1

I am using gIntersection to clip a nationwide path network by polygons one at a time from a SpatialPolygonsDataFrame. I am looping through each polygon, clipping the path network, calculating the length of the clipped paths, and saving this to a dataframe called path.lgth:

poly<-readShapePoly("C:\\temp\\polygons.shp")
paths<-readShapeLines("C:\\temp\\paths.shp")


#loop through all polygons clipping lines

path.lgth<-data.frame()

for (i in 1:length(poly)){
  clip<-gIntersection(paths,poly[i,])
  lgth<-gLength(clip)
  vid<-poly@data[i,3]
  data<-cbind(vid,lgth)
  path.lgth<-rbind(path.lgth,data)
  print(i)
}

The vid line just extracts the polygon ID to save in the dataframe with the path length.
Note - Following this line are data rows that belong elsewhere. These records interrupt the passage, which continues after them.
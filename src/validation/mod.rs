//! Input and schedule validation.
//!
//! - [`check_registry`] flags registry contents that cannot be scheduled,
//!   before generation runs.
//! - [`validate`] re-checks a finished schedule against every hard
//!   constraint and returns the conflicts it finds.

mod conflicts;
mod input;

pub use conflicts::validate;
pub use input::{check_registry, validate_input, InputCheckResult, InputIssue, InputIssueKind};
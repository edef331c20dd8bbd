//! Timetable quality metrics (KPIs).
//!
//! Computes workload and utilization indicators from a schedule and the
//! registry it was built from.
//!
//! # Metrics
//!
//! | Metric | Definition |
//! |--------|-----------|
//! | Teacher hours | Scheduled session hours per teacher |
//! | Room minutes | Scheduled session minutes per room and day |
//! | Room utilization | Booked slot minutes / available slot minutes |
//! | Average teacher hours | Mean over teachers with at least one session |
//! | Total teaching hours | Sum of all session hours |
//! | Success rate | Placed / required sessions × 100 |

use std::collections::BTreeMap;

use crate::models::{Day, Schedule};
use crate::registry::Registry;

/// Timetable performance indicators.
#[derive(Debug, Clone)]
pub struct TimetableKpi {
    /// Weekly teaching hours per teacher.
    pub teacher_hours: BTreeMap<String, f64>,
    /// Scheduled minutes per classroom and day.
    pub room_minutes: BTreeMap<String, BTreeMap<Day, u32>>,
    /// Fraction of slot time each classroom is booked (0.0..1.0).
    pub room_utilization: BTreeMap<String, f64>,
    /// Mean hours over teachers with sessions.
    pub avg_teacher_hours: f64,
    /// Sum of all session hours.
    pub total_teaching_hours: f64,
    /// Sessions placed.
    pub placed_sessions: u32,
    /// Sessions required by all subjects.
    pub required_sessions: u32,
    /// `placed / required * 100` (100 when nothing is required).
    pub success_rate: f64,
}

impl TimetableKpi {
    /// Computes KPIs from a schedule and its registry.
    ///
    /// Entries that reference unknown subjects or slots are ignored.
    pub fn calculate(schedule: &Schedule, registry: &Registry) -> Self {
        let mut teacher_minutes: BTreeMap<String, u32> = BTreeMap::new();
        let mut room_minutes: BTreeMap<String, BTreeMap<Day, u32>> = BTreeMap::new();
        let mut room_slot_minutes: BTreeMap<String, u32> = BTreeMap::new();
        let mut placed: u32 = 0;

        for entry in schedule {
            let (Some(subject), Some(slot)) = (
                registry.subjects.find(entry.subject.as_str()),
                registry.slots.find(&entry.slot),
            ) else {
                continue;
            };
            placed += 1;
            let minutes = teacher_minutes.entry(entry.teacher.clone()).or_default();
            *minutes = minutes.saturating_add(subject.duration_minutes);
            let day = room_minutes
                .entry(entry.classroom.clone())
                .or_default()
                .entry(slot.day)
                .or_default();
            *day = day.saturating_add(subject.duration_minutes);
            let booked = room_slot_minutes.entry(entry.classroom.clone()).or_default();
            *booked = booked.saturating_add(slot.duration_minutes());
        }

        let week_minutes: u32 = registry.slots.list().map(|s| s.duration_minutes()).sum();
        let room_utilization = room_slot_minutes
            .into_iter()
            .map(|(room, booked)| {
                let util = if week_minutes == 0 {
                    0.0
                } else {
                    f64::from(booked) / f64::from(week_minutes)
                };
                (room, util)
            })
            .collect();

        let teacher_hours: BTreeMap<String, f64> = teacher_minutes
            .into_iter()
            .map(|(t, m)| (t, f64::from(m) / 60.0))
            .collect();
        let total_teaching_hours: f64 = teacher_hours.values().sum();
        let avg_teacher_hours = if teacher_hours.is_empty() {
            0.0
        } else {
            total_teaching_hours / teacher_hours.len() as f64
        };

        let required: u32 = registry.subjects.list().map(|s| s.sessions_per_week).sum();
        let success_rate = if required == 0 {
            100.0
        } else {
            f64::from(placed) / f64::from(required) * 100.0
        };

        Self {
            teacher_hours,
            room_minutes,
            room_utilization,
            avg_teacher_hours,
            total_teaching_hours,
            placed_sessions: placed,
            required_sessions: required,
            success_rate,
        }
    }

    /// Whether the timetable meets the given quality thresholds.
    pub fn meets_thresholds(&self, min_success_rate: f64, max_teacher_hours: f64) -> bool {
        self.success_rate >= min_success_rate
            && self
                .teacher_hours
                .values()
                .all(|&h| h <= max_teacher_hours)
    }
}
//! Placement state passed to ordering rules.

use std::collections::HashMap;

use crate::models::Schedule;
use crate::registry::Registry;

/// Placement state visible to ordering rules.
///
/// Rules fall back to the subject's own data when an entry is missing.
#[derive(Debug, Clone, Default)]
pub struct SchedulingContext {
    /// Sessions still to place (subject code → count).
    pub remaining_sessions: HashMap<String, u32>,
    /// Qualified teachers (subject code → count).
    pub qualified_teachers: HashMap<String, usize>,
    /// Compatible classrooms (subject code → count).
    pub compatible_classrooms: HashMap<String, usize>,
}

impl SchedulingContext {
    /// Creates an empty context.
    pub fn new() -> Self {
        Self::default()
    }

    /// Derives the context for a registry and the sessions already placed.
    pub fn from_registry(registry: &Registry, schedule: &Schedule) -> Self {
        let mut context = Self::new();
        for subject in registry.subjects.list() {
            let placed = schedule.sessions_of(&subject.code) as u32;
            context.remaining_sessions.insert(
                subject.code.clone(),
                subject.sessions_per_week.saturating_sub(placed),
            );
            context.qualified_teachers.insert(
                subject.code.clone(),
                registry.qualified_teachers(subject).count(),
            );
            context.compatible_classrooms.insert(
                subject.code.clone(),
                registry.compatible_classrooms(subject).count(),
            );
        }
        context
    }

    /// Sets remaining sessions for a subject.
    pub fn with_remaining(mut self, subject: impl Into<String>, sessions: u32) -> Self {
        self.remaining_sessions.insert(subject.into(), sessions);
        self
    }

    /// Sets the qualified-teacher count for a subject.
    pub fn with_qualified_teachers(mut self, subject: impl Into<String>, count: usize) -> Self {
        self.qualified_teachers.insert(subject.into(), count);
        self
    }

    /// Sets the compatible-classroom count for a subject.
    pub fn with_compatible_classrooms(mut self, subject: impl Into<String>, count: usize) -> Self {
        self.compatible_classrooms.insert(subject.into(), count);
        self
    }
}

#[cfg(test)]
mod tests {
    use super::*;
    use crate::models::{Classroom, RoomType, ScheduleEntry, Subject, Teacher};

    #[test]
    fn test_from_registry() {
        let mut r = Registry::new();
        r.add_subject(Subject::new("MATH", "Math").with_sessions(3))
            .unwrap();
        r.add_subject(Subject::new("ART", "Art")).unwrap();
        r.add_teacher(Teacher::new("T1", "A").qualified_for("MATH"))
            .unwrap();
        r.add_classroom(Classroom::new("R1", 30, RoomType::Classroom))
            .unwrap();

        let mut s = Schedule::new();
        s.push(ScheduleEntry::new("MATH", "T1", "R1", 0));

        let ctx = SchedulingContext::from_registry(&r, &s);
        assert_eq!(ctx.remaining_sessions["MATH"], 2);
        assert_eq!(ctx.remaining_sessions["ART"], 1);
        assert_eq!(ctx.qualified_teachers["MATH"], 1);
        assert_eq!(ctx.qualified_teachers["ART"], 0);
        assert_eq!(ctx.compatible_classrooms["ART"], 1);
    }
}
My problem is that it takes way too long to do the first polygon (around 12 minutes!). Is there a way to speed this up? I'm not sure what gIntersection does mathematically (is it checking all paths to see if they overlay with the polygon?). I have simplified my paths so they are only one feature.

Thanks for your help.

Tomas
  • 57,621
  • 49
  • 238
  • 373
kazachoo
  • 11
  • 1

3 Answers3

2

since I was facing the same kind of issue, here's my workaround to reduce processing time. (it's a 4 years-old question! I hope that some people -like me- are still facing such problems?)
I'd advise to first select only the line features that are involved in each gIntersection step with the close function 'gIntersects', which returns a logical and which is much faster than gIntersection!

Therefore your code would be like that:

poly<-readShapePoly("C:\\temp\\polygons.shp")
paths<-readShapeLines("C:\\temp\\paths.shp")

#loop through all polygons clipping lines
path.lgth<-data.frame()

for (i in 1:length(poly)){
# FIRST gIntersects to subset the features you need
  LogiSubPaths <- gIntersects(paths, poly[i, )[1,] #The result is a dataframe with one row
  clip <- gIntersection(path[LogiSubPaths,],poly[i, ]) #Subset the features that you need to gIntersect the current polygon 'i'
  lgth <- gLength(clip)
  vid <- poly@data[i,3]
  data <- cbind(vid,lgth)
  path.lgth <- rbind(path.lgth,data)
  print(i)
}`

Worth to give a try on a real dataset to confirm that the output matches your need.

1

If I understood you correctly, you have N polygons, and M paths, right? And for each polygon you want the sum of the paths, right?

Solution 1

Then, first merge all the lines into one feature. Then make intersection at once using byid = TRUE. This way you get rid of the loop:

paths2 <- gLineMerge(paths)
path.crop <- gIntersection(poly, paths2, byid = TRUE)
path.lgth <- gLength(path.crop, byid = TRUE)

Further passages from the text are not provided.